PARTE 1

Mi caminar… ese ‘pata-pata’ que tanto les divierte. Así me ven. Un chiste andante, una sombra con traje barato en una ciudad que se ahoga en su propia miseria. Ciudad Gótica, o lo que queda de ella después de la gran inundación. El agua lo pudrió todo, sacó las ratas a la superficie. Y yo, Osvaldo “Oz” Cobos, era la rata más grande que aún no se había ahogado.

Me llamaban ‘El Pingüino’. Un apodo cruel nacido de mi cojera y mi nariz. Era el perro faldero de Carmelo Falcón, el jefe de jefes. Hacía su trabajo sucio, aguantaba sus insultos y los de sus parásitos, sonriendo mientras por dentro mi estómago se retorcía de odio. Yo era el bufón de la corte.

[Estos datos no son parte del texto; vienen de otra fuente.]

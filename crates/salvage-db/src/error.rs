//! Error types for the data layer.
//!
//! All errors are propagated via [`DbError`] which wraps the underlying
//! [`sqlx`] errors. [`GameError`] conversion lives here too: a guarded debit
//! that finds too little becomes a business rejection, everything else is
//! an infrastructure fault.

use salvage_core::{GameError, Rejection};
use salvage_types::{ResourceTypeId, Shortfall};

/// Errors that can occur in the data layer.
#[derive(Debug, thiserror::Error)]
pub enum DbError {
    /// A `PostgreSQL` operation failed.
    #[error("PostgreSQL error: {0}")]
    Postgres(#[from] sqlx::Error),

    /// A `PostgreSQL` migration failed.
    #[error("PostgreSQL migration error: {0}")]
    Migration(#[from] sqlx::migrate::MigrateError),

    /// A guarded debit found fewer units than requested.
    #[error("insufficient balance of {resource_type_id}: requested {requested}, available {available}")]
    InsufficientBalance {
        /// The resource being debited.
        resource_type_id: ResourceTypeId,
        /// Units requested.
        requested: u64,
        /// Units held.
        available: u64,
    },

    /// A stored value does not fit the domain type.
    #[error("invalid stored value for {field}: {value}")]
    InvalidData {
        /// Column that held the value.
        field: &'static str,
        /// The offending value.
        value: String,
    },

    /// The shared harvest RNG was poisoned by a panicking holder.
    #[error("harvest RNG unavailable")]
    RngPoisoned,

    /// A configuration error.
    #[error("Configuration error: {0}")]
    Config(String),
}

impl From<DbError> for GameError {
    fn from(err: DbError) -> Self {
        match err {
            DbError::InsufficientBalance {
                resource_type_id,
                requested,
                available,
            } => Self::Rejected(Rejection::InsufficientResources {
                shortfalls: vec![Shortfall {
                    resource_type_id,
                    required: requested,
                    available,
                }],
            }),
            other => Self::Infrastructure(other.to_string()),
        }
    }
}

/// Read a non-negative `BIGINT` column as `u64`.
pub(crate) fn to_u64(field: &'static str, value: i64) -> Result<u64, DbError> {
    u64::try_from(value).map_err(|_| DbError::InvalidData {
        field,
        value: value.to_string(),
    })
}

/// Prepare a `u64` for a `BIGINT` column.
pub(crate) fn to_i64(field: &'static str, value: u64) -> Result<i64, DbError> {
    i64::try_from(value).map_err(|_| DbError::InvalidData {
        field,
        value: value.to_string(),
    })
}

/// Read a non-negative `INTEGER` column as `u32`.
pub(crate) fn to_u32(field: &'static str, value: i32) -> Result<u32, DbError> {
    u32::try_from(value).map_err(|_| DbError::InvalidData {
        field,
        value: value.to_string(),
    })
}

/// Prepare a `u32` for an `INTEGER` column.
pub(crate) fn to_i32(field: &'static str, value: u32) -> Result<i32, DbError> {
    i32::try_from(value).map_err(|_| DbError::InvalidData {
        field,
        value: value.to_string(),
    })
}

#[cfg(test)]
mod tests {
    use super::*;

    #[test]
    fn conversions_reject_out_of_range() {
        assert!(to_u64("quantity", -1).is_err());
        assert_eq!(to_u64("quantity", 7).ok(), Some(7));
        assert!(to_i64("quantity", u64::MAX).is_err());
        assert!(to_u32("tier", -3).is_err());
        assert!(to_i32("tier", u32::MAX).is_err());
    }

    #[test]
    fn insufficient_balance_is_a_rejection() {
        let err: GameError = DbError::InsufficientBalance {
            resource_type_id: ResourceTypeId::new(),
            requested: 20,
            available: 3,
        }
        .into();
        assert!(matches!(
            err,
            GameError::Rejected(Rejection::InsufficientResources { .. })
        ));
    }

    #[test]
    fn other_errors_are_infrastructure() {
        let err: GameError = DbError::Config("bad url".to_owned()).into();
        assert!(matches!(err, GameError::Infrastructure(_)));
    }
}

Pero entonces, Carmelo murió. Un disparo en medio de la calle. El rey había caído. Y mientras toda la ciudad lloraba o celebraba, yo vi una escalera.

Esa noche, mientras la ciudad ardía y la lluvia no cesaba, me colé en el ‘Iceberg’, el club de Falcón. Mi antiguo lugar de trabajo. No fui a presentar mis respetos; fui a cobrar. Rebusqué en su oficina, tomé documentos, libros de cuentas, joyas… cualquier cosa que pudiera ser una palanca. La lealtad es para los muertos. Los vivos necesitamos munición.

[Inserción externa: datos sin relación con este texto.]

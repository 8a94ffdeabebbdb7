//! Balance arithmetic for a single player's inventory.
//!
//! Balances are whole units keyed by resource type. Credits and debits use
//! checked arithmetic -- no silent overflows, no negative balances. An entry
//! is created lazily on first credit and kept (possibly at zero) afterwards.

use std::collections::BTreeMap;

use salvage_types::ResourceTypeId;

use crate::error::EconomyError;

/// A player's balances, keyed by resource type.
pub type Balances = BTreeMap<ResourceTypeId, u64>;

/// Units of `resource` held (0 when there is no entry).
pub fn quantity(balances: &Balances, resource: ResourceTypeId) -> u64 {
    balances.get(&resource).copied().unwrap_or(0)
}

/// Add `amount` units of `resource`.
///
/// # Errors
///
/// Returns [`EconomyError::ArithmeticOverflow`] if the balance would exceed `u64`.
pub fn credit(
    balances: &mut Balances,
    resource: ResourceTypeId,
    amount: u64,
) -> Result<u64, EconomyError> {
    let entry = balances.entry(resource).or_insert(0);
    *entry = entry
        .checked_add(amount)
        .ok_or_else(|| EconomyError::ArithmeticOverflow {
            context: format!("credit of {amount} to {resource}"),
        })?;
    Ok(*entry)
}

/// Remove `amount` units of `resource`.
///
/// The balance may reach exactly zero; the entry is kept.
///
/// # Errors
///
/// Returns [`EconomyError::InsufficientResource`] if fewer than `amount`
/// units are held. The balance is left unchanged.
pub fn debit(
    balances: &mut Balances,
    resource: ResourceTypeId,
    amount: u64,
) -> Result<u64, EconomyError> {
    let current = quantity(balances, resource);
    let remaining = current
        .checked_sub(amount)
        .ok_or(EconomyError::InsufficientResource {
            resource,
            requested: amount,
            available: current,
        })?;
    balances.insert(resource, remaining);
    Ok(remaining)
}

#[cfg(test)]
mod tests {
    use super::*;

    #[test]
    fn quantity_of_absent_resource_is_zero() {
        assert_eq!(quantity(&Balances::new(), ResourceTypeId::new()), 0);
    }

    #[test]
    fn credit_creates_and_stacks() {
        let mut balances = Balances::new();
        let stone = ResourceTypeId::new();
        assert_eq!(credit(&mut balances, stone, 3).ok(), Some(3));
        assert_eq!(credit(&mut balances, stone, 4).ok(), Some(7));
        assert_eq!(quantity(&balances, stone), 7);
    }

    #[test]
    fn credit_overflow_is_rejected() {
        let mut balances = Balances::new();
        let stone = ResourceTypeId::new();
        balances.insert(stone, u64::MAX);
        assert!(credit(&mut balances, stone, 1).is_err());
        assert_eq!(quantity(&balances, stone), u64::MAX);
    }

    #[test]
    fn debit_to_exactly_zero_keeps_entry() {
        let mut balances = Balances::new();
        let stone = ResourceTypeId::new();
        balances.insert(stone, 20);
        assert_eq!(debit(&mut balances, stone, 20).ok(), Some(0));
        assert_eq!(balances.get(&stone).copied(), Some(0));
    }

    #[test]
    fn debit_insufficient_leaves_balance_unchanged() {
        let mut balances = Balances::new();
        let stone = ResourceTypeId::new();
        balances.insert(stone, 3);
        let result = debit(&mut balances, stone, 5);
        assert!(matches!(
            result,
            Err(EconomyError::InsufficientResource {
                requested: 5,
                available: 3,
                ..
            })
        ));
        assert_eq!(quantity(&balances, stone), 3);
    }

    #[test]
    fn debit_absent_resource_fails() {
        let mut balances = Balances::new();
        assert!(debit(&mut balances, ResourceTypeId::new(), 1).is_err());
        assert!(balances.is_empty());
    }
}
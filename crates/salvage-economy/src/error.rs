//! Error types for the salvage-economy crate.
//!
//! The economy rules never panic. Arithmetic that could overflow is checked
//! and surfaces as [`EconomyError::ArithmeticOverflow`]; balance violations
//! surface as [`EconomyError::InsufficientResource`].

use salvage_types::ResourceTypeId;

/// Errors that can occur while applying economy rules.
#[derive(Debug, thiserror::Error)]
pub enum EconomyError {
    /// Attempted to remove more of a resource than the balance holds.
    #[error("insufficient resource: wanted {requested} of {resource} but only have {available}")]
    InsufficientResource {
        /// The resource being removed.
        resource: ResourceTypeId,
        /// The quantity the caller attempted to remove.
        requested: u64,
        /// The quantity actually held.
        available: u64,
    },

    /// A checked arithmetic operation overflowed.
    #[error("arithmetic overflow: {context}")]
    ArithmeticOverflow {
        /// Description of what was being computed.
        context: String,
    },

    /// An economy tuning value is out of range.
    #[error("invalid economy config: {0}")]
    InvalidConfig(String),
}
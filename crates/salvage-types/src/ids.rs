//! Type-safe identifier wrappers around [`Uuid`].
//!
//! Users, catalog entries, and owned buildings each get their own ID type
//! so a building-type ID can never be passed where an owned-building ID is
//! expected. All IDs use UUID v7 (time-ordered) for efficient indexing.
//!
//! User IDs are minted by the external authentication service; the `new()`
//! constructor exists for tests and local play.

use serde::{Deserialize, Serialize};
use ts_rs::TS;
use uuid::Uuid;

/// Generates a newtype wrapper around [`Uuid`] with standard derives.
macro_rules! define_id {
    (
        $(#[$meta:meta])*
        $name:ident
    ) => {
        $(#[$meta])*
        #[derive(Debug, Clone, Copy, PartialEq, Eq, PartialOrd, Ord, Hash, Serialize, Deserialize, TS)]
        #[ts(export, export_to = "bindings/")]
        pub struct $name(pub Uuid);

        impl $name {
            /// Create a new identifier using UUID v7 (time-ordered).
            pub fn new() -> Self {
                Self(Uuid::now_v7())
            }

            /// Return the inner [`Uuid`] value.
            pub const fn into_inner(self) -> Uuid {
                self.0
            }
        }

        impl Default for $name {
            fn default() -> Self {
                Self::new()
            }
        }

        impl core::fmt::Display for $name {
            fn fmt(&self, f: &mut core::fmt::Formatter<'_>) -> core::fmt::Result {
                write!(f, "{}", self.0)
            }
        }

        impl core::str::FromStr for $name {
            type Err = uuid::Error;

            fn from_str(s: &str) -> Result<Self, Self::Err> {
                Uuid::parse_str(s).map(Self)
            }
        }

        impl From<Uuid> for $name {
            fn from(id: Uuid) -> Self {
                Self(id)
            }
        }

        impl From<$name> for Uuid {
            fn from(id: $name) -> Self {
                id.0
            }
        }
    };
}

define_id! {
    /// Verified identity of a player, issued by the authentication service.
    UserId
}

define_id! {
    /// Unique identifier for a resource type in the catalog.
    ResourceTypeId
}

define_id! {
    /// Unique identifier for a building type in the catalog.
    BuildingTypeId
}

define_id! {
    /// Unique identifier for a building owned by a player.
    BuildingId
}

Estaba guardando un fajo de papeles comprometedores cuando la puerta se abrió. Era Alberto Falcón. El hijo. El heredero. Un niño mimado con un traje caro y ojos de cobarde.

“Oz”, dijo, su voz temblando, tratando de sonar como su padre. “¿Qué diablos estás haciendo?”

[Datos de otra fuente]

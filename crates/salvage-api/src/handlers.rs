//! REST endpoint handlers for the game API.
//!
//! Every handler is generic over the [`GameBackend`], reads `now` once from
//! the shared clock, and wraps its result in the [`ApiResponse`] envelope.
//!
//! # Endpoints
//!
//! | Method | Path | Description |
//! |--------|------|-------------|
//! | `GET` | `/health` | Liveness probe |
//! | `GET` | `/api/catalog/resources` | All resource types |
//! | `GET` | `/api/catalog/buildings` | Building shop with costs and production |
//! | `GET` | `/api/inventory` | Player inventory |
//! | `GET` | `/api/harvester` | Cooldown countdown |
//! | `POST` | `/api/harvester/harvest` | Harvest a random starter resource |
//! | `GET` | `/api/buildings` | Owned buildings with production preview |
//! | `GET` | `/api/shop/{building_type_id}/affordability` | Affordability probe |
//! | `POST` | `/api/shop/{building_type_id}/purchase` | Buy a building |
//! | `POST` | `/api/buildings/{building_id}/collect` | Collect production |

use std::sync::Arc;

use axum::Json;
use axum::extract::{Path, State};
use salvage_core::GameBackend;
use salvage_types::{
    Affordability, BuildingDetails, BuildingId, BuildingTypeId, CollectOutcome, HarvestOutcome,
    HarvesterStatus, InventoryItem, OwnedBuilding, OwnedBuildingView, ResourceType,
};
use serde::Serialize;
use uuid::Uuid;

use crate::auth::CurrentUser;
use crate::error::ApiError;
use crate::state::AppState;

/// Envelope of every successful response.
#[derive(Debug, Serialize)]
pub struct ApiResponse<T> {
    /// Always `true`.
    pub success: bool,
    /// Player-facing summary, for mutating endpoints.
    #[serde(skip_serializing_if = "Option::is_none")]
    pub message: Option<String>,
    /// The payload.
    pub data: T,
}

impl<T> ApiResponse<T> {
    fn data(data: T) -> Json<Self> {
        Json(Self {
            success: true,
            message: None,
            data,
        })
    }

    fn with_message(message: String, data: T) -> Json<Self> {
        Json(Self {
            success: true,
            message: Some(message),
            data,
        })
    }
}

/// Result type of every handler.
pub type ApiResult<T> = Result<Json<ApiResponse<T>>, ApiError>;

fn parse_uuid(s: &str) -> Result<Uuid, ApiError> {
    Uuid::parse_str(s).map_err(|e| ApiError::InvalidUuid(format!("{s}: {e}")))
}

// ---------------------------------------------------------------------------
// Health and catalog
// ---------------------------------------------------------------------------

/// Liveness probe. Does not touch the backend.
pub async fn health() -> Json<ApiResponse<&'static str>> {
    ApiResponse::data("ok")
}

/// List every resource type.
pub async fn list_resources<B: GameBackend>(
    State(state): State<Arc<AppState<B>>>,
) -> ApiResult<Vec<ResourceType>> {
    Ok(ApiResponse::data(state.backend.resource_types().await?))
}

/// List every building type with its costs and production.
pub async fn list_buildings<B: GameBackend>(
    State(state): State<Arc<AppState<B>>>,
) -> ApiResult<Vec<BuildingDetails>> {
    Ok(ApiResponse::data(state.backend.catalog().await?))
}

// ---------------------------------------------------------------------------
// Inventory and harvester
// ---------------------------------------------------------------------------

/// The caller's inventory.
pub async fn inventory<B: GameBackend>(
    State(state): State<Arc<AppState<B>>>,
    CurrentUser(user): CurrentUser,
) -> ApiResult<Vec<InventoryItem>> {
    Ok(ApiResponse::data(state.backend.inventory(user).await?))
}

/// The caller's harvester cooldown.
pub async fn harvester_status<B: GameBackend>(
    State(state): State<Arc<AppState<B>>>,
    CurrentUser(user): CurrentUser,
) -> ApiResult<HarvesterStatus> {
    let now = state.now();
    Ok(ApiResponse::data(
        state.backend.harvester_status(user, now).await?,
    ))
}

/// Harvest a random starter resource.
pub async fn harvest<B: GameBackend>(
    State(state): State<Arc<AppState<B>>>,
    CurrentUser(user): CurrentUser,
) -> ApiResult<HarvestOutcome> {
    let now = state.now();
    let outcome = state.backend.harvest(user, now).await?;
    let message = format!(
        "Harvested {}x {}!",
        outcome.quantity, outcome.resource.display_name
    );
    Ok(ApiResponse::with_message(message, outcome))
}

// ---------------------------------------------------------------------------
// Buildings
// ---------------------------------------------------------------------------

/// The caller's buildings with live production.
pub async fn owned_buildings<B: GameBackend>(
    State(state): State<Arc<AppState<B>>>,
    CurrentUser(user): CurrentUser,
) -> ApiResult<Vec<OwnedBuildingView>> {
    let now = state.now();
    Ok(ApiResponse::data(
        state.backend.owned_buildings(user, now).await?,
    ))
}

/// Whether the caller can buy a building type right now.
pub async fn affordability<B: GameBackend>(
    State(state): State<Arc<AppState<B>>>,
    CurrentUser(user): CurrentUser,
    Path(id): Path<String>,
) -> ApiResult<Affordability> {
    let building_type = BuildingTypeId::from(parse_uuid(&id)?);
    Ok(ApiResponse::data(
        state.backend.can_afford(user, building_type).await?,
    ))
}

/// Buy a building.
pub async fn purchase<B: GameBackend>(
    State(state): State<Arc<AppState<B>>>,
    CurrentUser(user): CurrentUser,
    Path(id): Path<String>,
) -> ApiResult<OwnedBuilding> {
    let building_type = BuildingTypeId::from(parse_uuid(&id)?);
    let now = state.now();
    let building = state.backend.purchase(user, building_type, now).await?;

    // The purchase has committed; a failed name lookup only degrades the message.
    let display_name = state
        .backend
        .catalog()
        .await
        .ok()
        .and_then(|catalog| {
            catalog
                .into_iter()
                .find(|d| d.building_type.id == building_type)
        })
        .map_or_else(|| "building".to_owned(), |d| d.building_type.display_name);
    Ok(ApiResponse::with_message(
        format!("Successfully purchased {display_name}!"),
        building,
    ))
}

/// Collect a building's accrued production.
pub async fn collect<B: GameBackend>(
    State(state): State<Arc<AppState<B>>>,
    CurrentUser(user): CurrentUser,
    Path(id): Path<String>,
) -> ApiResult<CollectOutcome> {
    let building = BuildingId::from(parse_uuid(&id)?);
    let now = state.now();
    let outcome = state.backend.collect(user, building, now).await?;

    let message = if outcome.collected.is_empty() {
        "Nothing to collect yet."
    } else {
        "Resources collected!"
    };
    Ok(ApiResponse::with_message(message.to_owned(), outcome))
}
//! Random starter-resource draws for the harvester.
//!
//! A harvest picks one resource uniformly among the harvestable tier and a
//! quantity uniformly from an inclusive range. The RNG is passed in so the
//! stores can share one and tests can seed it.

use rand::Rng;
use salvage_types::ResourceType;

/// A resource and quantity drawn by the harvester.
#[derive(Debug, Clone, PartialEq, Eq)]
pub struct HarvestDraw {
    /// The resource drawn.
    pub resource: ResourceType,
    /// Units drawn.
    pub quantity: u64,
}

/// Draw one harvest.
///
/// `candidates` should already be filtered to the harvestable tier. Returns
/// `None` when there is nothing to draw from. The quantity is drawn from
/// `min_quantity..=max_quantity`; a reversed range draws `min_quantity`.
pub fn draw<R: Rng + ?Sized>(
    rng: &mut R,
    candidates: &[ResourceType],
    min_quantity: u64,
    max_quantity: u64,
) -> Option<HarvestDraw> {
    if candidates.is_empty() {
        return None;
    }

    let index = rng.random_range(0..candidates.len());
    let resource = candidates.get(index)?.clone();
    let quantity = if max_quantity > min_quantity {
        rng.random_range(min_quantity..=max_quantity)
    } else {
        min_quantity
    };

    tracing::trace!(resource = %resource.name, quantity, "harvest drawn");

    Some(HarvestDraw { resource, quantity })
}

#[cfg(test)]
mod tests {
    use std::collections::BTreeSet;

    use rand::SeedableRng;
    use rand::rngs::StdRng;
    use salvage_types::ResourceTypeId;

    use super::*;

    fn resource(name: &str) -> ResourceType {
        ResourceType {
            id: ResourceTypeId::new(),
            name: name.to_owned(),
            display_name: name.to_owned(),
            description: None,
            tier: 1,
            icon: None,
        }
    }

    #[test]
    fn empty_candidates_draw_nothing() {
        let mut rng = StdRng::seed_from_u64(7);
        assert!(draw(&mut rng, &[], 1, 5).is_none());
    }

    #[test]
    fn quantity_stays_in_range() {
        let mut rng = StdRng::seed_from_u64(42);
        let candidates = [resource("stone")];
        for _ in 0..500 {
            let drawn = draw(&mut rng, &candidates, 1, 5).map(|d| d.quantity);
            assert!(matches!(drawn, Some(1..=5)), "out of range: {drawn:?}");
        }
    }

    #[test]
    fn every_candidate_and_quantity_is_reachable() {
        let mut rng = StdRng::seed_from_u64(1234);
        let candidates = [resource("stone"), resource("scrap_metal"), resource("raw_fuel")];
        let mut names = BTreeSet::new();
        let mut quantities = BTreeSet::new();
        for _ in 0..1000 {
            if let Some(d) = draw(&mut rng, &candidates, 1, 5) {
                names.insert(d.resource.name);
                quantities.insert(d.quantity);
            }
        }
        assert_eq!(names.len(), 3);
        assert_eq!(quantities, (1..=5).collect::<BTreeSet<u64>>());
    }

    #[test]
    fn degenerate_range_draws_minimum() {
        let mut rng = StdRng::seed_from_u64(9);
        let candidates = [resource("stone")];
        assert_eq!(draw(&mut rng, &candidates, 3, 3).map(|d| d.quantity), Some(3));
        assert_eq!(draw(&mut rng, &candidates, 4, 2).map(|d| d.quantity), Some(4));
    }

    #[test]
    fn same_seed_same_draws() {
        let candidates = [resource("stone"), resource("data_fragments")];
        let mut a = StdRng::seed_from_u64(99);
        let mut b = StdRng::seed_from_u64(99);
        for _ in 0..20 {
            assert_eq!(draw(&mut a, &candidates, 1, 5), draw(&mut b, &candidates, 1, 5));
        }
    }
}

Puse mi mejor cara de perro apaleado. “Jefe Alberto… solo… solo me aseguraba de que nadie robara las cosas de su padre. Con todo este caos…”

Él no era su padre. Era débil. Pude oler el miedo y la tristeza en él. Comencé mi actuación. Le di el pésame, le hablé de mi “lealtad inquebrantable”. Puse mi brazo sobre su hombro, y él, el idiota, se derrumbó. Confió en mí. Me vio como el último vestigio de la vieja guardia de su padre.

Y entonces, en su estupidez y dolor, cometió el primer error. Me habló de un trato. Un nuevo cargamento. Una droga que cambiaría el juego, algo llamado “La Dicha”. Una mina de oro que iba a “restaurar” el nombre de los Falcón. Me lo contó a mí.

Y luego, cometió el último error.

Estaba borracho de poder y dolor. Se sintió seguro. Empezó a hablar de más, a recordar “los viejos tiempos”. Y me insultó. Se burló de mi ídolo de la infancia, un gánster local llamado “El Rey”, un hombre que, aunque criminal, tenía el respeto de la gente. Alberto se rio. Dijo que yo era igual, un gánster de segunda, un sueño pasado de moda. Me lanzó un collar al pecho, como quien le tira un hueso a un perro.

El calor subió por mi cuello. Toda una vida de humillaciones. De ser el chiste, el perro, el ‘Pingüino’. Vi el rostro de su padre en él, vi a todos los que alguna vez se rieron de mí. Y el interruptor en mi cerebro simplemente se apagó.

El sonido del disparo fue ensordecedor en la oficina silenciosa.

Alberto cayó al suelo, sus ojos sorprendidos fijos en el techo. La sangre comenzó a manchar la alfombra cara. Me quedé allí, jadeando. Lo había hecho. Había matado al heredero de la familia Falcón. El pánico me golpeó como un tren. Iba a morir. Me buscarían y me destriparían.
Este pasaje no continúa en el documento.